Report each line of the records below that holds the word "warn".

Given data section start

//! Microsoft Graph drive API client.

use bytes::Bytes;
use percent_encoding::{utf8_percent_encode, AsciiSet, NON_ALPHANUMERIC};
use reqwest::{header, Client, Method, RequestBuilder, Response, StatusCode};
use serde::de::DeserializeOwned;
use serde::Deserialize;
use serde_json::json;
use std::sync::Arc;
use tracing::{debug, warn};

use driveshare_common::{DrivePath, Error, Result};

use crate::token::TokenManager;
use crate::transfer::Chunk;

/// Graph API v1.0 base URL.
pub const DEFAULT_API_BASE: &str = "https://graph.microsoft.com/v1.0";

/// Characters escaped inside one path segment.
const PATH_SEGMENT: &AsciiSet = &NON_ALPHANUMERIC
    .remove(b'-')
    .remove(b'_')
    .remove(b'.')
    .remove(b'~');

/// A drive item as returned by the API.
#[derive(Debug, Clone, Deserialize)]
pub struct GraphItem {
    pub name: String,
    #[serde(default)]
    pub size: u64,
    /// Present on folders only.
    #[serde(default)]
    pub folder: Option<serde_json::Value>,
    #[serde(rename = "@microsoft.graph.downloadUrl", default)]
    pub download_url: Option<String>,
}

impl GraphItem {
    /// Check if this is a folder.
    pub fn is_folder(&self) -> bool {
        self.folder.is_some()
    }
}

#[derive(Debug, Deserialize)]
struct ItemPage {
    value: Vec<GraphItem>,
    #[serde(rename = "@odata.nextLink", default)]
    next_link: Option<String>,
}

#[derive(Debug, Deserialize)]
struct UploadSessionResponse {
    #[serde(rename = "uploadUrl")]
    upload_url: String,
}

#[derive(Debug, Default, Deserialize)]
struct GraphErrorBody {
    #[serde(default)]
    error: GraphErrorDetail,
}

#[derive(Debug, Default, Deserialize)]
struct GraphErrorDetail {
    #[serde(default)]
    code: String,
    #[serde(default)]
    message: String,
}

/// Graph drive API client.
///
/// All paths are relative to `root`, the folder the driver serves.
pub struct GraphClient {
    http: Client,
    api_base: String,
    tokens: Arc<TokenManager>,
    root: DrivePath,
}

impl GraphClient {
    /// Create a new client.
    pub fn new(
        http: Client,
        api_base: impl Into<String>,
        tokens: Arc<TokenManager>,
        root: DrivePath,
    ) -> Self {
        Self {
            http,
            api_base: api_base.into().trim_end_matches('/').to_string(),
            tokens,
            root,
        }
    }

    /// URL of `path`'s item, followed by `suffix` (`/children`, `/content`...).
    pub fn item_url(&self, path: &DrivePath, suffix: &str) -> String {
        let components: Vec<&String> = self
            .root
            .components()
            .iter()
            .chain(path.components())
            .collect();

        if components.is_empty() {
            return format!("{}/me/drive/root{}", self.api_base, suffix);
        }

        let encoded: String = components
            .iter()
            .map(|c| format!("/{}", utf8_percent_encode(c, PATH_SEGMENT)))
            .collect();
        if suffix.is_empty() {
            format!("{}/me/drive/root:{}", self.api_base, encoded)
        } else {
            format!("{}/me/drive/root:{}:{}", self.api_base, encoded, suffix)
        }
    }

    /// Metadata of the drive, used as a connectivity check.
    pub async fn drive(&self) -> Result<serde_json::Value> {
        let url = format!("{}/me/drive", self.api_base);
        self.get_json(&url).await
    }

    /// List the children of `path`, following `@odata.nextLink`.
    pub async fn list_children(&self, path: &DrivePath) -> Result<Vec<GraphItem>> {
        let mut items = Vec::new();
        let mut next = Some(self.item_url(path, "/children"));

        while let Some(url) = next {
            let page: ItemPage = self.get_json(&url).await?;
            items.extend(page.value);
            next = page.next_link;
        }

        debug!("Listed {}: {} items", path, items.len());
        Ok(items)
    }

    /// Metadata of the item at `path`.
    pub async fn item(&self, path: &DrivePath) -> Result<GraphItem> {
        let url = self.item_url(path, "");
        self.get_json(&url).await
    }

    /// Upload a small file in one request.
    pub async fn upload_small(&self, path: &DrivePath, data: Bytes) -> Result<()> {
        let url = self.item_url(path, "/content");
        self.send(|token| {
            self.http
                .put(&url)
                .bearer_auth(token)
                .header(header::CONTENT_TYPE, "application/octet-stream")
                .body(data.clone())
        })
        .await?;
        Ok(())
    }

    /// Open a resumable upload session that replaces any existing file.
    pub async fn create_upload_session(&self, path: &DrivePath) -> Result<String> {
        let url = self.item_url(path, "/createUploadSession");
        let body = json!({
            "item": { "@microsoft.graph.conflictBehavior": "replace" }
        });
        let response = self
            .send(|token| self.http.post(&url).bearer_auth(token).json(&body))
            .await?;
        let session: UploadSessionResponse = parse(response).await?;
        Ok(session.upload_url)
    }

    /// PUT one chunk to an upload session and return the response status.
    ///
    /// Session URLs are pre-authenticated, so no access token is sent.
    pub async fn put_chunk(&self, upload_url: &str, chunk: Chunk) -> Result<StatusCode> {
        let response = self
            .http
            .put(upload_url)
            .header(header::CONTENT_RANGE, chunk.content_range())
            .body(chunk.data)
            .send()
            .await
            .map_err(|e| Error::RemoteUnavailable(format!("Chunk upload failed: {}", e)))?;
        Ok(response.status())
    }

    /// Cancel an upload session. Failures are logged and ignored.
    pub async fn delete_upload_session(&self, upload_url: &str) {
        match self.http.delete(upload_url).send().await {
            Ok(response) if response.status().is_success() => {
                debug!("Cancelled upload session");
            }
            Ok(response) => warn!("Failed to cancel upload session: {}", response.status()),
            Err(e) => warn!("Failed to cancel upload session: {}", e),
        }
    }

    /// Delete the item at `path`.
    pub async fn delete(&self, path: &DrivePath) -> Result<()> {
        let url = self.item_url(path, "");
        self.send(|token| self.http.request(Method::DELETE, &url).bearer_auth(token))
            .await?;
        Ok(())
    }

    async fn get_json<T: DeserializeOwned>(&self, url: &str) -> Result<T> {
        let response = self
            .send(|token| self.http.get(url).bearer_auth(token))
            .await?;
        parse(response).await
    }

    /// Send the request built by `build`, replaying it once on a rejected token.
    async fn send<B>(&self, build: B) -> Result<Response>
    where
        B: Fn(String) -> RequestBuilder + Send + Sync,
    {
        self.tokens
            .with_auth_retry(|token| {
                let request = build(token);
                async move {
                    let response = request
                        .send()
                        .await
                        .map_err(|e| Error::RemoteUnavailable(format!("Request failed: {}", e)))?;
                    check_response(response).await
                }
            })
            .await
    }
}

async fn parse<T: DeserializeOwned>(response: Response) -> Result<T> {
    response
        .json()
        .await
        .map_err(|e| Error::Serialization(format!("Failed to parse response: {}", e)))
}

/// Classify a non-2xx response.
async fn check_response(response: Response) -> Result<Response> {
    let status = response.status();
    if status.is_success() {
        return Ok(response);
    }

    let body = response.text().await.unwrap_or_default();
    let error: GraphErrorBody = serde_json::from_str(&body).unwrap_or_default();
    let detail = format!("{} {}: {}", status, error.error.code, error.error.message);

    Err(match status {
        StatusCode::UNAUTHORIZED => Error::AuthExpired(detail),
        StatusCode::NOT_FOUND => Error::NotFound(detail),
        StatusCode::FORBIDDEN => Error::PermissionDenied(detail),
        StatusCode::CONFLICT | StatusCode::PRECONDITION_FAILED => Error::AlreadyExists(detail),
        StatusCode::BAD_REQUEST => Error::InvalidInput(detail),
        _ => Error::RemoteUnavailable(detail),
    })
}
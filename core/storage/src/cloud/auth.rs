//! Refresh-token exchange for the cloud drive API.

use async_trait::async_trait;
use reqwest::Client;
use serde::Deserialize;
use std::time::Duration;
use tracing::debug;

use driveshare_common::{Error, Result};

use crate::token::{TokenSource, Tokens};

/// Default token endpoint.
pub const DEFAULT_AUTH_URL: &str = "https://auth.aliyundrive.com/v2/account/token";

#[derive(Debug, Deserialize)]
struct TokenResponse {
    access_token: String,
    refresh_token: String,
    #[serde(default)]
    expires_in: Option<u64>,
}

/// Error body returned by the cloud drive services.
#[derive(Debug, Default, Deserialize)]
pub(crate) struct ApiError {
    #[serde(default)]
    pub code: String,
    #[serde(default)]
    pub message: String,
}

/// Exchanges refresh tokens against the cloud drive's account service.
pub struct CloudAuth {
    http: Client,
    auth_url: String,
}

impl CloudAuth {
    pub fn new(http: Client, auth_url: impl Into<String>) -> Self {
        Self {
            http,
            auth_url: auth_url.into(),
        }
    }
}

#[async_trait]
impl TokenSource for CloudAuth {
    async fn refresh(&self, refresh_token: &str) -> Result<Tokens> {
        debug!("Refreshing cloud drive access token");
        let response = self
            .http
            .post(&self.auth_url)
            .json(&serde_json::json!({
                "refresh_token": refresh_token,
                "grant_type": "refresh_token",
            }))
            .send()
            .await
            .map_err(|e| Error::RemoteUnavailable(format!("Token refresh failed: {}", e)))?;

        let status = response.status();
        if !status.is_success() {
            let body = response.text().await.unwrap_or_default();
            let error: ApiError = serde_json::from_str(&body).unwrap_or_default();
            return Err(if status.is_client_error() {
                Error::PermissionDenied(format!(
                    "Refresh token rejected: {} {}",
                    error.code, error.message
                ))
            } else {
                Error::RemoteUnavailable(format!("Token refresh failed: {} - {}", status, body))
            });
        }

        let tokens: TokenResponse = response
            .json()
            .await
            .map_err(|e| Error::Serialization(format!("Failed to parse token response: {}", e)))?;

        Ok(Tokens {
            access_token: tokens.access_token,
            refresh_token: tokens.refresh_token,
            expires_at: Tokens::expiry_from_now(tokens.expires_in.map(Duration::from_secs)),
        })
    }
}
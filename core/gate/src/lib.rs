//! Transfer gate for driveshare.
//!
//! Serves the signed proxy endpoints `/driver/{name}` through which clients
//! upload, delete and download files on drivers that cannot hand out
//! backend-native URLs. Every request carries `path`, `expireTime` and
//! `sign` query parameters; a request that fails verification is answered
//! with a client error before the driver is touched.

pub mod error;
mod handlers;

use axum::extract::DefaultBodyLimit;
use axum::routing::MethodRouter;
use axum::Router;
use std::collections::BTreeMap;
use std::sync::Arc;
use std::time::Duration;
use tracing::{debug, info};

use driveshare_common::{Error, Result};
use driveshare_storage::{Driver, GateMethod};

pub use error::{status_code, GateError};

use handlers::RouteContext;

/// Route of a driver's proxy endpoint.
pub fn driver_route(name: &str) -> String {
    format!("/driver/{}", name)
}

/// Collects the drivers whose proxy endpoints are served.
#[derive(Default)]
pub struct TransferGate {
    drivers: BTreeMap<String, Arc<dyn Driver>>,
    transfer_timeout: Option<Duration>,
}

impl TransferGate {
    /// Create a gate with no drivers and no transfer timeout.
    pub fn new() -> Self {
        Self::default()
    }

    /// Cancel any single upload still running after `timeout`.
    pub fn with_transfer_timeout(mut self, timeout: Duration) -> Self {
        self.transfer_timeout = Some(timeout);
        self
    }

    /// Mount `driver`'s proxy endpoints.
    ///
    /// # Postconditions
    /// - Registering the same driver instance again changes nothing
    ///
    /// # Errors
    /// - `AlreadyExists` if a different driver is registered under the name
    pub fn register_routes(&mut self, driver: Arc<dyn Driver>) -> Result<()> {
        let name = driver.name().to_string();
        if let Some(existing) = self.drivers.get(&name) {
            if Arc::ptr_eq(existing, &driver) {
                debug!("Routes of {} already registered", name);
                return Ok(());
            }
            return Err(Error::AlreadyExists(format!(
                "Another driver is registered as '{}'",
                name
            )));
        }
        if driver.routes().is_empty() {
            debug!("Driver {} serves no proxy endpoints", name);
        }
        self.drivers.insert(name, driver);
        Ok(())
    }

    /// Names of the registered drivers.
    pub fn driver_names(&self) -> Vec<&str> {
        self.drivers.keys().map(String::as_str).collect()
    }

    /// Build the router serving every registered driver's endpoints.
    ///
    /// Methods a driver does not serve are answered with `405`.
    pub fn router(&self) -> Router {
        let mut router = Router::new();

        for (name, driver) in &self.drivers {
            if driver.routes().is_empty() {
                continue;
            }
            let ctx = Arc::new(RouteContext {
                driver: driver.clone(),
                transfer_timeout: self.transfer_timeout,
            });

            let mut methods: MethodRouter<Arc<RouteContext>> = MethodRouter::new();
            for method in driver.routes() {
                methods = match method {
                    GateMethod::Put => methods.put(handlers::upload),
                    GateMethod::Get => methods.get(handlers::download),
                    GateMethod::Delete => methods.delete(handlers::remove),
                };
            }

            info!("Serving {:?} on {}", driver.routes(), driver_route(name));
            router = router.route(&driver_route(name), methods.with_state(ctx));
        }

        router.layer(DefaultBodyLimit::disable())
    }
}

Given data section end

**Solution to the problem**.
use tracing::{debug, warn};
            Ok(response) => warn!("Failed to cancel upload session: {}", response.status()),
            Err(e) => warn!("Failed to cancel upload session: {}", e),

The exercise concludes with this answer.